* **Your goal**:
How many lines in the records below contain "HealthResponse"? Reply with the number only.
##### Data extract #####
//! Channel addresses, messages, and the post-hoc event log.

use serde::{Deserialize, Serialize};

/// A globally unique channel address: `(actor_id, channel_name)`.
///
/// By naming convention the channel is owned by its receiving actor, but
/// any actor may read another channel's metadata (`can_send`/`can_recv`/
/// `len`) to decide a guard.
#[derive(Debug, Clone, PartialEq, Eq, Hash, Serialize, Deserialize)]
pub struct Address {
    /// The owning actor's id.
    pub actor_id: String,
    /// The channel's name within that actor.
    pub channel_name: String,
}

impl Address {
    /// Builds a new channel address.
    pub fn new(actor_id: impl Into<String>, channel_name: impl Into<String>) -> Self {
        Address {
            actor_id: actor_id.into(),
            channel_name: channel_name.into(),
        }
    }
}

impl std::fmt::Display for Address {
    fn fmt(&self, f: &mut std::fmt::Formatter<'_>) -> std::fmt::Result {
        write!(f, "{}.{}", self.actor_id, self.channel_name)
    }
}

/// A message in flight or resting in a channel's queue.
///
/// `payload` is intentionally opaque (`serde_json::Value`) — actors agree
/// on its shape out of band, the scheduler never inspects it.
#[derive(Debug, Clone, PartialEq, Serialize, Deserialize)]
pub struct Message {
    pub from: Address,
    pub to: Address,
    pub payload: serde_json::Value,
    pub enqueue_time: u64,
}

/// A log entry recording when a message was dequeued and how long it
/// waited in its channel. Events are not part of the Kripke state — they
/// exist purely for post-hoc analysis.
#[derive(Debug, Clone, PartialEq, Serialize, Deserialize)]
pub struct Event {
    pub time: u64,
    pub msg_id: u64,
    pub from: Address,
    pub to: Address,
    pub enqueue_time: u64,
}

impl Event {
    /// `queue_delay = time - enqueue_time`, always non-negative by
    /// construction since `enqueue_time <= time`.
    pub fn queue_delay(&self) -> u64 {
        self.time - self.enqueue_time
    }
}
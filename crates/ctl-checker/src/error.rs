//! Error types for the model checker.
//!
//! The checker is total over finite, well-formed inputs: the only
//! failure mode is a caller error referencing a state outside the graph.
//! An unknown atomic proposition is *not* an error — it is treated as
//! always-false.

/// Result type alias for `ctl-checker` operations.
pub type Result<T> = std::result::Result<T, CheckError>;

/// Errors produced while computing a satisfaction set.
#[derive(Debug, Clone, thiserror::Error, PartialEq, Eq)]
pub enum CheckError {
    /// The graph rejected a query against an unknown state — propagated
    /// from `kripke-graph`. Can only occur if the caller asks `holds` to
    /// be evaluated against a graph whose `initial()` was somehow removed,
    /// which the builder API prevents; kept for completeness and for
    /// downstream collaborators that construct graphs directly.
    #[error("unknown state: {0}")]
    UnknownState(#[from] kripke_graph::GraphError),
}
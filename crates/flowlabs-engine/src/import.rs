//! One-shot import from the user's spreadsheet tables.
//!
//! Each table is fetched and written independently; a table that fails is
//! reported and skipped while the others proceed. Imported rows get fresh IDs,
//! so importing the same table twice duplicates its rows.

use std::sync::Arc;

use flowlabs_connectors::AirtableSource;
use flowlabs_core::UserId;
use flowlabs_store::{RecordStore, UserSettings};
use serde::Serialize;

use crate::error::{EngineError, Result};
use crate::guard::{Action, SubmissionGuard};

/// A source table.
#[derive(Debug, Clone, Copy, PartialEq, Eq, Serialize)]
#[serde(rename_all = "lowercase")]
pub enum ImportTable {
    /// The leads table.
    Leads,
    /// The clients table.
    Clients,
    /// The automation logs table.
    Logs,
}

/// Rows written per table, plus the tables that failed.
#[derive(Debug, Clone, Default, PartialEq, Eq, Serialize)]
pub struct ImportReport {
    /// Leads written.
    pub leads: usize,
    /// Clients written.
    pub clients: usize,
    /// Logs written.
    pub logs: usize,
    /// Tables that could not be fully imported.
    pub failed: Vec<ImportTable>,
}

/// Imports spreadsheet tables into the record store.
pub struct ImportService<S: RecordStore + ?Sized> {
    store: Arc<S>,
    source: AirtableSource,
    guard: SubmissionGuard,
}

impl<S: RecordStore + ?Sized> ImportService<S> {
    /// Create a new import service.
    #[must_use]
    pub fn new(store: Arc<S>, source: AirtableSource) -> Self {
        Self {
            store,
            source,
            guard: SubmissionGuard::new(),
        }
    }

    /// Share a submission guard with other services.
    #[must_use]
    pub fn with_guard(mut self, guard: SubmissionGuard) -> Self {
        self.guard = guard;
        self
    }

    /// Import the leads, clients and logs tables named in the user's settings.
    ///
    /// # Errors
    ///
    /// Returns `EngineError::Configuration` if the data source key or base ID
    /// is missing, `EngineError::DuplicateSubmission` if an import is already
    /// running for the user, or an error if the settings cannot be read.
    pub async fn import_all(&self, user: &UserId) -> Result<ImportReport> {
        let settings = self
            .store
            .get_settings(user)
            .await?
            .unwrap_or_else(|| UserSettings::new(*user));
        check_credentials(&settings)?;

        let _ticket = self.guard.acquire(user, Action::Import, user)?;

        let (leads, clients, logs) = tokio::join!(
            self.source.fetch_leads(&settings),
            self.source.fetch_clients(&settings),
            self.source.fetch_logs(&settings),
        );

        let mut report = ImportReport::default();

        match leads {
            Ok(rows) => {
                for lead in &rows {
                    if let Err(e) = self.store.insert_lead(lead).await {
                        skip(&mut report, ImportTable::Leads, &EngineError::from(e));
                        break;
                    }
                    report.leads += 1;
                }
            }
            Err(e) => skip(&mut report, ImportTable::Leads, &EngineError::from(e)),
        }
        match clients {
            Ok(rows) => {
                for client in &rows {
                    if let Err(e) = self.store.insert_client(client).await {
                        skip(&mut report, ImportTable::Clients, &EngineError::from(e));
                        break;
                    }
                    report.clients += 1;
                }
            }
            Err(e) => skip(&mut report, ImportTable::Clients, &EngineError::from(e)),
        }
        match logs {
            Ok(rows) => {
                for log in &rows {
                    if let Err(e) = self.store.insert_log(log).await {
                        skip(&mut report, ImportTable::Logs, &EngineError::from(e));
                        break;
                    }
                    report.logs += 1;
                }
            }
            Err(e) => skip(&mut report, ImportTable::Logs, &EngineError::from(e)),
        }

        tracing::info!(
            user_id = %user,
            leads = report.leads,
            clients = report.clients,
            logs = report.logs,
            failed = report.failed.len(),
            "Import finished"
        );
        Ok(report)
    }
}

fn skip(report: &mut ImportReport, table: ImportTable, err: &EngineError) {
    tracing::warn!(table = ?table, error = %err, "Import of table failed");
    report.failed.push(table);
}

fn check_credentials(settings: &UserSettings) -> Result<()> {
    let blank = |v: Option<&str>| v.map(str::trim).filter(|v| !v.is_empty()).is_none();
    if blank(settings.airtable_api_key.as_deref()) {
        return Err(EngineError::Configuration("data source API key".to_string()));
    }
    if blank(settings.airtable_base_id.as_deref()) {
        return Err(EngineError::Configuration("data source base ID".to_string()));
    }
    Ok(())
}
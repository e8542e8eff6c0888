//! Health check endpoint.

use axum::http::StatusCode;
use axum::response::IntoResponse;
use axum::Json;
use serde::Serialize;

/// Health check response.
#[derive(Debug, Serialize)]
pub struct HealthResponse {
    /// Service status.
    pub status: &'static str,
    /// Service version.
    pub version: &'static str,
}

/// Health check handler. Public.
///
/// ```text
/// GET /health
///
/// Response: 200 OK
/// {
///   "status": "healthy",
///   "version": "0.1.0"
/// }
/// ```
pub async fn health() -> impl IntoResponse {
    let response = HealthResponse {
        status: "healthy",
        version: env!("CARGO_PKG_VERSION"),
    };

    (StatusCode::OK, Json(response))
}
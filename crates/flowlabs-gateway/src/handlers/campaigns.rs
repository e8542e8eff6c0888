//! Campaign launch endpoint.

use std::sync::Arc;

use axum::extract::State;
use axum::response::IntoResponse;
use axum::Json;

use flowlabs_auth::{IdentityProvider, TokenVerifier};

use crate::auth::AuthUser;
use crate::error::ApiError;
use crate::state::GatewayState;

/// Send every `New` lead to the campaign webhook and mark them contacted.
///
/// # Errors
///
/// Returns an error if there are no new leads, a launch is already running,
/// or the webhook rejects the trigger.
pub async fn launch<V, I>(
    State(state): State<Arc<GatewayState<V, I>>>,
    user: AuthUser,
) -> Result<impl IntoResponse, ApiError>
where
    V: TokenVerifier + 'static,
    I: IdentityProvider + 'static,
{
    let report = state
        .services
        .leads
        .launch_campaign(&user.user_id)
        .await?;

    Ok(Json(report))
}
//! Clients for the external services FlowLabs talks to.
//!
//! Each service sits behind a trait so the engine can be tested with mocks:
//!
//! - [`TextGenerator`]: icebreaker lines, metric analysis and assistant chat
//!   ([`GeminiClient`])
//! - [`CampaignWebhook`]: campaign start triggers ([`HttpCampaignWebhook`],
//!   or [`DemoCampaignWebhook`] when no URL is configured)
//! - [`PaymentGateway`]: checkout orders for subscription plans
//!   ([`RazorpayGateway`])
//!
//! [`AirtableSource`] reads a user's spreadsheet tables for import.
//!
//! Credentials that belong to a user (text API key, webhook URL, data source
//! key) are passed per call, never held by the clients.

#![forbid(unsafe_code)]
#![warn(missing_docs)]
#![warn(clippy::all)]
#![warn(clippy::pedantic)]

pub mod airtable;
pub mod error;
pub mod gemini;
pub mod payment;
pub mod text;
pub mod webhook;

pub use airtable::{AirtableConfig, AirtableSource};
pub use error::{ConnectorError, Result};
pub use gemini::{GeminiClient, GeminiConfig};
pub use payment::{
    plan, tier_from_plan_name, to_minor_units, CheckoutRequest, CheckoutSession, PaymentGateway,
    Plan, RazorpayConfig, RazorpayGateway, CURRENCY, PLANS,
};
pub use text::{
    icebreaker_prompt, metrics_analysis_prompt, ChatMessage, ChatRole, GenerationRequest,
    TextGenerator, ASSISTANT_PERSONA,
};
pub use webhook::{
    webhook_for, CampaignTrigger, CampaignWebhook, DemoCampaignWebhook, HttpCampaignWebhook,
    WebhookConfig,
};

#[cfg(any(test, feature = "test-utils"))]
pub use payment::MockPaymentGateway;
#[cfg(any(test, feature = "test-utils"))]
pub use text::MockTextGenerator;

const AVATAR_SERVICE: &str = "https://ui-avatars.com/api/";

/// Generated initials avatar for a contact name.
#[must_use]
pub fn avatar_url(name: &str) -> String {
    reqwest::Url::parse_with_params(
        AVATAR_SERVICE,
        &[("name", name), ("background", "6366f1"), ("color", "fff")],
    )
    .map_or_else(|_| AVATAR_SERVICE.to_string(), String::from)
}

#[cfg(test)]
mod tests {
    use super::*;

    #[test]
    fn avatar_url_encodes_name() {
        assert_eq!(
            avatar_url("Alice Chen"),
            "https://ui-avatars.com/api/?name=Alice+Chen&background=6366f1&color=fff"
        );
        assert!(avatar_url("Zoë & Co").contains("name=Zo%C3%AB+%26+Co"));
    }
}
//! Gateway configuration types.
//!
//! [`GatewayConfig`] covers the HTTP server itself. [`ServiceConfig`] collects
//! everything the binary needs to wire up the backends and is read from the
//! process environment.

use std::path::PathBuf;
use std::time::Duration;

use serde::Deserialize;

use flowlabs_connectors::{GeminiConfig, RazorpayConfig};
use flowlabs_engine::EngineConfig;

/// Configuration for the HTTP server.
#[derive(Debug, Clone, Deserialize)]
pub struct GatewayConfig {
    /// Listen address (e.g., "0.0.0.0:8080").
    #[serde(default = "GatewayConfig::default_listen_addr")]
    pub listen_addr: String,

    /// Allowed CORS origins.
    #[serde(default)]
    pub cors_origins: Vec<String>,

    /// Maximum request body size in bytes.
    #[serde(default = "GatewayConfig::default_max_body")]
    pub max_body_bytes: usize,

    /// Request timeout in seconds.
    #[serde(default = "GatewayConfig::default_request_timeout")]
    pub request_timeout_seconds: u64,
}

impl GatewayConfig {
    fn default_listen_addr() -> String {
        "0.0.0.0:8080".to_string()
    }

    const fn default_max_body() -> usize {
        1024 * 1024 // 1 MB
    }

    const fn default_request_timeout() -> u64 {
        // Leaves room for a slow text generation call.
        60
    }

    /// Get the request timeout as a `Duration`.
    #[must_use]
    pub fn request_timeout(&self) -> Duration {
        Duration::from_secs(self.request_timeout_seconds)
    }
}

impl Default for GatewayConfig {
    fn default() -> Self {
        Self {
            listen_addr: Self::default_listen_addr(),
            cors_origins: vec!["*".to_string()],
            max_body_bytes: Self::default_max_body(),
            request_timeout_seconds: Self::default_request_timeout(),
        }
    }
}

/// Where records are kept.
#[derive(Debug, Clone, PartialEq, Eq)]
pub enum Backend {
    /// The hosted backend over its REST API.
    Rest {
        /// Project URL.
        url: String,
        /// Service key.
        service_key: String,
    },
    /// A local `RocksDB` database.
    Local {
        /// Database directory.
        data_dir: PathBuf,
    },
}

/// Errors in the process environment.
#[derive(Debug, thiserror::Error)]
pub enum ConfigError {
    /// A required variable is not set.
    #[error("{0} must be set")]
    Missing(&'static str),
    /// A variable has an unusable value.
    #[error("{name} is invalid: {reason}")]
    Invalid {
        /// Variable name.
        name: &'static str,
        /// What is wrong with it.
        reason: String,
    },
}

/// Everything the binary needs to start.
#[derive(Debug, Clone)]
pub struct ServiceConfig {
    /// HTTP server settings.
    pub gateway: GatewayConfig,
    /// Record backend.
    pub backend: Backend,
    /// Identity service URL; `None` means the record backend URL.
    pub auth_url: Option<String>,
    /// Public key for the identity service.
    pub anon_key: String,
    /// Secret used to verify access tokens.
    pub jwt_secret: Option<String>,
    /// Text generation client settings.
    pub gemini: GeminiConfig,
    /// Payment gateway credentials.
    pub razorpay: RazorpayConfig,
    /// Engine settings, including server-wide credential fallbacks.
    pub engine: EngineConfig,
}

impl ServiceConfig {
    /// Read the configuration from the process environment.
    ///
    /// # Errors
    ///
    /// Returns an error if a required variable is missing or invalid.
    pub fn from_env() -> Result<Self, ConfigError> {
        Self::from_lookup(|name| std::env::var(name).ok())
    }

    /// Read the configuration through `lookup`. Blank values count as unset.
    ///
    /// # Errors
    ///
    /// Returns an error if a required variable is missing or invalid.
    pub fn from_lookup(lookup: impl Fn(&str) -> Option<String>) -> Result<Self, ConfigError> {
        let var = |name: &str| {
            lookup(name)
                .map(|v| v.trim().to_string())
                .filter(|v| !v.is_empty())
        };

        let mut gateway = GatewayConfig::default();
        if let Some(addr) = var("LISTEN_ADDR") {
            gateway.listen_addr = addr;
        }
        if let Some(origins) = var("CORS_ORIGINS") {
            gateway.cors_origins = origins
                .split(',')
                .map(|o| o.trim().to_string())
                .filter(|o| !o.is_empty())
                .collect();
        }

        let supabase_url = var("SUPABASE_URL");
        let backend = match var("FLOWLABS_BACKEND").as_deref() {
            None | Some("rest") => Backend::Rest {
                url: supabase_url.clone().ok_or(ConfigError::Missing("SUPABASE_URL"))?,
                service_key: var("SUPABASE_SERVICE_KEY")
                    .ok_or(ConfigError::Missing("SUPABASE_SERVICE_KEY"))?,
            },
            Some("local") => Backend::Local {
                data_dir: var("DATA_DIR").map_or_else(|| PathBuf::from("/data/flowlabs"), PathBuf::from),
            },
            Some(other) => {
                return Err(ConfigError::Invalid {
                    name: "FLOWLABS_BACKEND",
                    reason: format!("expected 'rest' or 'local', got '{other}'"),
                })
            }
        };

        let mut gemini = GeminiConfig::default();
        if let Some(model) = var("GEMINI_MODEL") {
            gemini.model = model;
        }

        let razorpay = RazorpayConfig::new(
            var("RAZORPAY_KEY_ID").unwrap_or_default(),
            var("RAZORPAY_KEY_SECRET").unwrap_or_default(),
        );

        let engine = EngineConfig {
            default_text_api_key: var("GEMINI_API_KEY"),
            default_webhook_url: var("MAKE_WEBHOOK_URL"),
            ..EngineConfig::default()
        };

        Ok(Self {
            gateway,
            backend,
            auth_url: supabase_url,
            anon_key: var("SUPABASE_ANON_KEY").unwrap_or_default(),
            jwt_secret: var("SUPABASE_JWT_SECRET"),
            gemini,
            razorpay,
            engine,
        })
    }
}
#####
* **Solved problem**:
2